→ Work to be completed: Every line below that includes the word "MultiClusterServiceReconciler" needs to be copied.

=== Material provided ===

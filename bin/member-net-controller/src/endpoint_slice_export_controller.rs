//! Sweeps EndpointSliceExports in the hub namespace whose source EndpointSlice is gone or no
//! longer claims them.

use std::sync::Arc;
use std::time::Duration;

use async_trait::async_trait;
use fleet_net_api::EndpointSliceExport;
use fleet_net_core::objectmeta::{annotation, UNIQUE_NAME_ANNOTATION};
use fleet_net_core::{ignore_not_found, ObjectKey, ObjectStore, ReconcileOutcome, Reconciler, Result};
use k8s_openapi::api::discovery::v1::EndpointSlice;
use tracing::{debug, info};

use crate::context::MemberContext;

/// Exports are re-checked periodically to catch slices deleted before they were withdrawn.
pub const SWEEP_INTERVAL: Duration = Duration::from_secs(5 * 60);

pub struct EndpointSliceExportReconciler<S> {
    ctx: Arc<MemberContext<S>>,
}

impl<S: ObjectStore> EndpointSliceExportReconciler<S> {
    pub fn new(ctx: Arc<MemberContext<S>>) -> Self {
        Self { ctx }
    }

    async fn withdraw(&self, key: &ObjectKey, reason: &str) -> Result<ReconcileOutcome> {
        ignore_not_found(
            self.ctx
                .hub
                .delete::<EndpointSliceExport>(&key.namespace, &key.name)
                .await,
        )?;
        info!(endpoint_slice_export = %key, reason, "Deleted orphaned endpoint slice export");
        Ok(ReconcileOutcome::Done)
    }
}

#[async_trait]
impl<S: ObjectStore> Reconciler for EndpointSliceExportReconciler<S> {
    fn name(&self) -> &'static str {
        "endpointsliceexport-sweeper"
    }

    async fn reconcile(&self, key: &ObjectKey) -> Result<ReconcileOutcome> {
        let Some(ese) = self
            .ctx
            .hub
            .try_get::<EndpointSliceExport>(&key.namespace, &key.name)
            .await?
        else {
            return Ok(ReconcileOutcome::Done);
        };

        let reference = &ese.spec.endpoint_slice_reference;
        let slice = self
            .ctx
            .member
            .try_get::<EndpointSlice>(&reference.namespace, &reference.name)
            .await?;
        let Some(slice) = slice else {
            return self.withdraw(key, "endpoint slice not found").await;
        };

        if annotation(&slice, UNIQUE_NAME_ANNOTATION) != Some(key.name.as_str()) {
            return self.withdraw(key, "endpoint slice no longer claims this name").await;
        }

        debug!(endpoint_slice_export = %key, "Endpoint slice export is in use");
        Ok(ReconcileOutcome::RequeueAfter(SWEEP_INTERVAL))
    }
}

===
=== Material provided ===

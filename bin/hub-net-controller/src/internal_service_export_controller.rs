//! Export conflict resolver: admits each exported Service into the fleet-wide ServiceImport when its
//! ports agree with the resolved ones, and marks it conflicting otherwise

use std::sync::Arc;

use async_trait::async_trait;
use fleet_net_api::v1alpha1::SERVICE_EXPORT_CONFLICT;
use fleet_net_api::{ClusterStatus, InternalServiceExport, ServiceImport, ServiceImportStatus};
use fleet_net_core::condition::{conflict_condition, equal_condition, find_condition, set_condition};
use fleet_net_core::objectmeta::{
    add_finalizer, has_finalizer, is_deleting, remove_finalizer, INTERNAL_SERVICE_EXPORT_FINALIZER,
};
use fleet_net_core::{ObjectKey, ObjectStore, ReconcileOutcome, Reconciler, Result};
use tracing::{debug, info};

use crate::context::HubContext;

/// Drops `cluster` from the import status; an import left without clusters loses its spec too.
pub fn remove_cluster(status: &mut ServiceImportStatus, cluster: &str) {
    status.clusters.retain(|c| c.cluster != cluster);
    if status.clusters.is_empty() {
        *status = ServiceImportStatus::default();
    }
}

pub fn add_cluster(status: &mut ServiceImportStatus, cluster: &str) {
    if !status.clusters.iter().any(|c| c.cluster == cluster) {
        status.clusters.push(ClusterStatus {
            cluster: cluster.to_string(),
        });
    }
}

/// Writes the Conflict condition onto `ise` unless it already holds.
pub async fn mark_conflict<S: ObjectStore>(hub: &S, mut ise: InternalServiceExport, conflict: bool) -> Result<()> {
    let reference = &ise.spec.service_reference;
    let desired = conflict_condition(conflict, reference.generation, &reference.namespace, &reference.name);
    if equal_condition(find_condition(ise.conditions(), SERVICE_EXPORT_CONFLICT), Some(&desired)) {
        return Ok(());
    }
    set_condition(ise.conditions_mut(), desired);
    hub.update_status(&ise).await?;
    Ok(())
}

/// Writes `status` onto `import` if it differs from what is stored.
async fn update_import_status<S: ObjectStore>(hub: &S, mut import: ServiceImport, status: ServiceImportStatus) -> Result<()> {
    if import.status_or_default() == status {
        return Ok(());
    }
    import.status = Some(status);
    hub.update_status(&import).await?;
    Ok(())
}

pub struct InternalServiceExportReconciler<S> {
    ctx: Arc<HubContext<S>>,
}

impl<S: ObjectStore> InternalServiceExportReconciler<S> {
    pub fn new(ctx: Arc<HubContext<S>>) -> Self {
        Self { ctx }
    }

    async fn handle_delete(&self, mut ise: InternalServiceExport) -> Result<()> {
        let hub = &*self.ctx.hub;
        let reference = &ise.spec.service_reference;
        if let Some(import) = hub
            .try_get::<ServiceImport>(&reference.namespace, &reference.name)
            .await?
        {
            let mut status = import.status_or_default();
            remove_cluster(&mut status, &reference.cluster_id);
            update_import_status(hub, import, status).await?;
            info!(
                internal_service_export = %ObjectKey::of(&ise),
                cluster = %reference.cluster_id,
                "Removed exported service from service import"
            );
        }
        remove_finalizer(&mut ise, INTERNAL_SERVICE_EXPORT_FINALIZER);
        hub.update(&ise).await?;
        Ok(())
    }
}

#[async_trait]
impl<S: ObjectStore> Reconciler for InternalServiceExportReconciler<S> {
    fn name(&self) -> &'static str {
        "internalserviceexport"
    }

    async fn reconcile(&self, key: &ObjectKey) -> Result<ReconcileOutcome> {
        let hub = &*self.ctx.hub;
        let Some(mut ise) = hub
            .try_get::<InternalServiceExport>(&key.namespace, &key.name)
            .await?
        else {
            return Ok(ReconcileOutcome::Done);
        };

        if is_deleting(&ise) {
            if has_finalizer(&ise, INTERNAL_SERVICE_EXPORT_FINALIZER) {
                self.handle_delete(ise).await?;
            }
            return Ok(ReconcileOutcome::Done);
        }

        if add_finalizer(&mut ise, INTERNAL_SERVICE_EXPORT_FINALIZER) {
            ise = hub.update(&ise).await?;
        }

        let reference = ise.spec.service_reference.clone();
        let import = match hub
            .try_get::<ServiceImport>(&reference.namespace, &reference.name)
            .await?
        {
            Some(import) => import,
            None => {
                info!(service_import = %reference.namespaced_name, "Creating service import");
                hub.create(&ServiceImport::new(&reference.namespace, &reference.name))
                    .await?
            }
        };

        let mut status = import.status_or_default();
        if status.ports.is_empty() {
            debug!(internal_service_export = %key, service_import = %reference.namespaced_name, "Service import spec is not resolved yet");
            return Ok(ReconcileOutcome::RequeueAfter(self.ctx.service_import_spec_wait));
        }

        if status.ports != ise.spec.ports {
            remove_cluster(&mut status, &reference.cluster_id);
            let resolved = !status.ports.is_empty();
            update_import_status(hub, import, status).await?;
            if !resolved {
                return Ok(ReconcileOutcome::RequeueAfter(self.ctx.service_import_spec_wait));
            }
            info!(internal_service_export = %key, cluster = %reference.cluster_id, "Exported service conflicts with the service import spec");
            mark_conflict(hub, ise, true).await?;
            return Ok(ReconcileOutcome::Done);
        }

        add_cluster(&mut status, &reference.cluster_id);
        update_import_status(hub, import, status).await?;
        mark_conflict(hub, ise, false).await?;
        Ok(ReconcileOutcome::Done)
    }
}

===
=== Material provided ===

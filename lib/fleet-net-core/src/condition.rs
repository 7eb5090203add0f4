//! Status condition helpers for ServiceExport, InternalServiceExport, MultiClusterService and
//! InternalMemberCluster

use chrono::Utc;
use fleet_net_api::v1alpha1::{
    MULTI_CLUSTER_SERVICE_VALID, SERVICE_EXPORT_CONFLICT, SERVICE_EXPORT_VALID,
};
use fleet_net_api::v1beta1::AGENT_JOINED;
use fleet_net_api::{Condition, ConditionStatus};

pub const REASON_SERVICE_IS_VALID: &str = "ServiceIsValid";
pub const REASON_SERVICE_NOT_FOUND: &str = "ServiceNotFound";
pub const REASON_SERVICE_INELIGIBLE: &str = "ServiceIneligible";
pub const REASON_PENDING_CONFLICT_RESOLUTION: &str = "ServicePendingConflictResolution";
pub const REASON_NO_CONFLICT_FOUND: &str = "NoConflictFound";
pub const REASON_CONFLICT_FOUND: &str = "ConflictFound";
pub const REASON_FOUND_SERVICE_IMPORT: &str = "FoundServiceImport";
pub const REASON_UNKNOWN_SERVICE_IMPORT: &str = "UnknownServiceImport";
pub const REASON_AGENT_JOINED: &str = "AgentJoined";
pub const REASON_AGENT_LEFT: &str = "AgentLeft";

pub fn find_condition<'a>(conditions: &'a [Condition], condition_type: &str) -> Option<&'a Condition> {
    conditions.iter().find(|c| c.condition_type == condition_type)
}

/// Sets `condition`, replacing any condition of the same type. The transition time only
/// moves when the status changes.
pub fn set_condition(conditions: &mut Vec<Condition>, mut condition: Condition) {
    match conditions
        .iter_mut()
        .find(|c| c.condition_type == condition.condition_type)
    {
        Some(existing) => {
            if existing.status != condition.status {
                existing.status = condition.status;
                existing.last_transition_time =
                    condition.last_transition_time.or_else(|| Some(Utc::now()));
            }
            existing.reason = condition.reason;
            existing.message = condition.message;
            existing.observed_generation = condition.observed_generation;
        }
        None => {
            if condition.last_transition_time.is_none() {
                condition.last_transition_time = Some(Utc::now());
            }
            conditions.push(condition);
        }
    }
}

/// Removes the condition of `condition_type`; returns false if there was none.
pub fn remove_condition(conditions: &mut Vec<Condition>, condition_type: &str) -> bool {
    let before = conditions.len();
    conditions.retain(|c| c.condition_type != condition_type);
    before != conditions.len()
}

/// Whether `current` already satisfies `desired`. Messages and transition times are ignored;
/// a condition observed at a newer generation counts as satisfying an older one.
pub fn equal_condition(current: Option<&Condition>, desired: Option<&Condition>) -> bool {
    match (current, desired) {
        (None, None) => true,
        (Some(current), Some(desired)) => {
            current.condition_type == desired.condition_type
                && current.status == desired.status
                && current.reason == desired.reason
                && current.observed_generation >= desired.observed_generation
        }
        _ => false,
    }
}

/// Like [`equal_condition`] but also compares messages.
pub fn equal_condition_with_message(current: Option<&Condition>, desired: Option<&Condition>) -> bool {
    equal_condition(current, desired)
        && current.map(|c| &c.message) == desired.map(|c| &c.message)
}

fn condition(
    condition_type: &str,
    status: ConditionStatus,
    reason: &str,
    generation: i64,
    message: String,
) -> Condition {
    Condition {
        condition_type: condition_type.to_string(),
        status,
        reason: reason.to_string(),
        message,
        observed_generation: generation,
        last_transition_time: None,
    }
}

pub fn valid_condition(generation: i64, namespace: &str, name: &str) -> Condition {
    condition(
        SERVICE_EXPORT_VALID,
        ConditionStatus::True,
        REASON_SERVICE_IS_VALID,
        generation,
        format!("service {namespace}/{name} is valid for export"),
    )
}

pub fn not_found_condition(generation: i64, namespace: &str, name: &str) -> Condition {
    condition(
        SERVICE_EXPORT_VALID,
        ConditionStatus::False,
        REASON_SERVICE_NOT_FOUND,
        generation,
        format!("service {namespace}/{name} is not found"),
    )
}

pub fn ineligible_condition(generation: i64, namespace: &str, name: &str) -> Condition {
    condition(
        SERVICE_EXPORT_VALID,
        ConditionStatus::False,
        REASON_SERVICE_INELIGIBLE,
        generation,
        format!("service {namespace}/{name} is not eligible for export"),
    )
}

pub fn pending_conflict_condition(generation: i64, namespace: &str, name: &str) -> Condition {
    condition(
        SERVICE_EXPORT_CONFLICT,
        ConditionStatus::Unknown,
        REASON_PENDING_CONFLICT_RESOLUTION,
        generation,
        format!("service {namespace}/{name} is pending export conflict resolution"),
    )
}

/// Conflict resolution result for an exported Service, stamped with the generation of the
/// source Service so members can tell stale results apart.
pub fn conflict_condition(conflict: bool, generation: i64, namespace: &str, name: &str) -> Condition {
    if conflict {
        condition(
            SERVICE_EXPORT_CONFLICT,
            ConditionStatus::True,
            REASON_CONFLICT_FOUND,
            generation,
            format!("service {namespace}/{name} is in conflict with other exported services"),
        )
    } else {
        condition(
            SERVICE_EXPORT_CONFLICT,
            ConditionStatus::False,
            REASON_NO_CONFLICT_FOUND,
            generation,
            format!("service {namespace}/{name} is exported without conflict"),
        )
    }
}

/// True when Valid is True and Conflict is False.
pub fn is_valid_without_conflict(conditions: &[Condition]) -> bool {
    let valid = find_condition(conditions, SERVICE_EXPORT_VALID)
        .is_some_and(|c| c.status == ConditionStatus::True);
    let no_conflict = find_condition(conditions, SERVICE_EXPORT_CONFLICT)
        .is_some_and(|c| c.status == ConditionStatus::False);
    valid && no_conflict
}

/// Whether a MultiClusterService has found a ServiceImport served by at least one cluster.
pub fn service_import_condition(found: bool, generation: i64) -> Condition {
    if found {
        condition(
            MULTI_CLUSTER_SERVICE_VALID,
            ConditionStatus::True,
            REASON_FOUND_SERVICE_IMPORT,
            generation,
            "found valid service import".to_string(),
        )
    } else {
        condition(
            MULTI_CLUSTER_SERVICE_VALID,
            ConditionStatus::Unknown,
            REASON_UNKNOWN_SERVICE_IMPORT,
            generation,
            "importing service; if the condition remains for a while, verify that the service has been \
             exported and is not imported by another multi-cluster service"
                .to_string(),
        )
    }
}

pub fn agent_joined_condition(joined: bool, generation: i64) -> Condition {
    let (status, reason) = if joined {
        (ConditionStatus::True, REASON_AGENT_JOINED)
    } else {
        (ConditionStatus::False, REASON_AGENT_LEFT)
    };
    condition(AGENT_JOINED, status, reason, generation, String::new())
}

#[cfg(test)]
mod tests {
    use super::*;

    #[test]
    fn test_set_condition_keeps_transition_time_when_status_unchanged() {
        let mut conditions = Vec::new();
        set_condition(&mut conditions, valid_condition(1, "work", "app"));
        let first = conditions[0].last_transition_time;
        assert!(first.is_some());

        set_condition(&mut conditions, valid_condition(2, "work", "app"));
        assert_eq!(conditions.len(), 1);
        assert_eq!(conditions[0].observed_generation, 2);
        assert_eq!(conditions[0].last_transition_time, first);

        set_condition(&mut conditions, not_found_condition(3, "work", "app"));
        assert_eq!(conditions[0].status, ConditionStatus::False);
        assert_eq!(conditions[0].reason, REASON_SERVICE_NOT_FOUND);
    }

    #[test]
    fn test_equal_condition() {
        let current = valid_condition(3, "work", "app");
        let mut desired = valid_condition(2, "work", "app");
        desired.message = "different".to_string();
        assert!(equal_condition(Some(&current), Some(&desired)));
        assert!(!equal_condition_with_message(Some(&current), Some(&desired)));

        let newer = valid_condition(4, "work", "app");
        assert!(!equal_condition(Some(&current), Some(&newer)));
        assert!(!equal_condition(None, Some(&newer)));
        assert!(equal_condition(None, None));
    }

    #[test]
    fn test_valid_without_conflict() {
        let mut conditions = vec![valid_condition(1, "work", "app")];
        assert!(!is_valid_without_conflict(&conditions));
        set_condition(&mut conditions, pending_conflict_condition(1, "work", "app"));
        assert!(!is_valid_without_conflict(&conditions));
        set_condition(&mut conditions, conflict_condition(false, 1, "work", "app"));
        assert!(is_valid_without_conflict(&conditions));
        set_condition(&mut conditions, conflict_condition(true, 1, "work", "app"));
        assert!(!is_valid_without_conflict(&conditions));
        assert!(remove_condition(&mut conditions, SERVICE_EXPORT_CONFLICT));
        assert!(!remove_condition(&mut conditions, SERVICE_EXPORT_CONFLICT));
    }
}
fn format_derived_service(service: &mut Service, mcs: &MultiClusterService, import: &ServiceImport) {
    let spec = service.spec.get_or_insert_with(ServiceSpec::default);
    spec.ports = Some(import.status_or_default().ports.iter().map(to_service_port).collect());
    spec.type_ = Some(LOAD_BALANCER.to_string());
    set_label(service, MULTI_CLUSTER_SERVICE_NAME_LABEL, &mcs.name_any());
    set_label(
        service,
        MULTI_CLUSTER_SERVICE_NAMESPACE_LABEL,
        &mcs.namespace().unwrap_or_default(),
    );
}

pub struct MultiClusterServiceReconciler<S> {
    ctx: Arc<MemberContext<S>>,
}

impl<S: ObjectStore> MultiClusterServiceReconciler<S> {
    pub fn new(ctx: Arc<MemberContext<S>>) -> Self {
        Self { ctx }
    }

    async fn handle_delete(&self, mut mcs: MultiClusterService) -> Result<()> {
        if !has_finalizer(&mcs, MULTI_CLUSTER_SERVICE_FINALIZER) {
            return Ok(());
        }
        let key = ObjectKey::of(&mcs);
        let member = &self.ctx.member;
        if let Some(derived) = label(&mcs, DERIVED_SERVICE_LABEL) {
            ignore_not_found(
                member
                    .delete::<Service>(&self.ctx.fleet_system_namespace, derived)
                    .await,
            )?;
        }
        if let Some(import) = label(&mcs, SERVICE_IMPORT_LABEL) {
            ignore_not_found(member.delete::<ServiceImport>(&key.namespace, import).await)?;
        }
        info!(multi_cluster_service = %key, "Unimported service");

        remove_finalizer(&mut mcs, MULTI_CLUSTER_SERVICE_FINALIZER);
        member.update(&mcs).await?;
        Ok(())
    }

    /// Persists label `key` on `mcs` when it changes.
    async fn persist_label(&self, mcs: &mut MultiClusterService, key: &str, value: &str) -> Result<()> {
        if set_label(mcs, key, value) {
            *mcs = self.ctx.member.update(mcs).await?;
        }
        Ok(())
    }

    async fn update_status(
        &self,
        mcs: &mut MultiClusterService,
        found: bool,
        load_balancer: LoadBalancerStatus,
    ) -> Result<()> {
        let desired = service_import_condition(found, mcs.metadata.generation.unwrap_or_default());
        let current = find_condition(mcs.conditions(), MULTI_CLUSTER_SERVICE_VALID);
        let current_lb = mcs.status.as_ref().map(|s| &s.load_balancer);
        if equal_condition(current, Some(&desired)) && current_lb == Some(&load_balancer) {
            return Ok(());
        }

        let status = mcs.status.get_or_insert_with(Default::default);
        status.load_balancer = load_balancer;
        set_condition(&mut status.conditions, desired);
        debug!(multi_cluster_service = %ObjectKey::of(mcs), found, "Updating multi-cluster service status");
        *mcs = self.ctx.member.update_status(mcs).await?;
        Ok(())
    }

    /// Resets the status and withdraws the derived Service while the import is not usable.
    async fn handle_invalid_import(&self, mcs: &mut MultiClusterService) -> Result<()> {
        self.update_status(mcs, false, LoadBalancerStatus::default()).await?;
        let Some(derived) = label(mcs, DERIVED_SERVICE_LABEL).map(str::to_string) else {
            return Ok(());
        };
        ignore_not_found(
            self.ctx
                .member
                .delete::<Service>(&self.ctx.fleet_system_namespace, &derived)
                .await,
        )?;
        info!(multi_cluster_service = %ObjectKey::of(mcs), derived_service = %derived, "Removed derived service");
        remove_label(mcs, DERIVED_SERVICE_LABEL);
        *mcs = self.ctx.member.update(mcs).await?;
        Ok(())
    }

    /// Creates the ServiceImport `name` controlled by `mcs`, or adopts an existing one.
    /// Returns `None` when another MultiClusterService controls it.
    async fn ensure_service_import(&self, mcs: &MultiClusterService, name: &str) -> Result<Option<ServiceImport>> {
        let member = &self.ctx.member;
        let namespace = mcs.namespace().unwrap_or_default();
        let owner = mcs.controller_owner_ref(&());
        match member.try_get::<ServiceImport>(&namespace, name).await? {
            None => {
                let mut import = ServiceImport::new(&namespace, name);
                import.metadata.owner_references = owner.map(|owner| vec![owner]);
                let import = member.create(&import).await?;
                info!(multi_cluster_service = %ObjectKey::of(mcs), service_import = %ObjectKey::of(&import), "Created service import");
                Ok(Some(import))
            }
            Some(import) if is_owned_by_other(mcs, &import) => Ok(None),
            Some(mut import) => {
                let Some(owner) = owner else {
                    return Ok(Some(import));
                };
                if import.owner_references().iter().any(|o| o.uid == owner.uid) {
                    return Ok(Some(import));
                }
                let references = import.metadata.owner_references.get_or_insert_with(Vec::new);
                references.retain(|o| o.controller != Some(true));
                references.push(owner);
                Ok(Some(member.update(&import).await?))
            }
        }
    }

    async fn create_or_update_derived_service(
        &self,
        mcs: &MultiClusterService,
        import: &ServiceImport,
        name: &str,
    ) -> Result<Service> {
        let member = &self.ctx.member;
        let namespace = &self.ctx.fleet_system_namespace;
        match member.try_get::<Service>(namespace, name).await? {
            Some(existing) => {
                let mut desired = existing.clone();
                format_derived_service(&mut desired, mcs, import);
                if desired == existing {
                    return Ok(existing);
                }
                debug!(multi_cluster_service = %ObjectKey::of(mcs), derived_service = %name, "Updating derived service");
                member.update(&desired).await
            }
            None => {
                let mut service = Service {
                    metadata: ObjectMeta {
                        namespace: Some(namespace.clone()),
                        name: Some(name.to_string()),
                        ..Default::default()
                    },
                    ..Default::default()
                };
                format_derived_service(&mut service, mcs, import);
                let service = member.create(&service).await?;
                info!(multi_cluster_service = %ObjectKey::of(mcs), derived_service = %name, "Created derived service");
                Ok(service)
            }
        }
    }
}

===

→ Solution below:
pub struct MultiClusterServiceReconciler<S> {
impl<S: ObjectStore> MultiClusterServiceReconciler<S> {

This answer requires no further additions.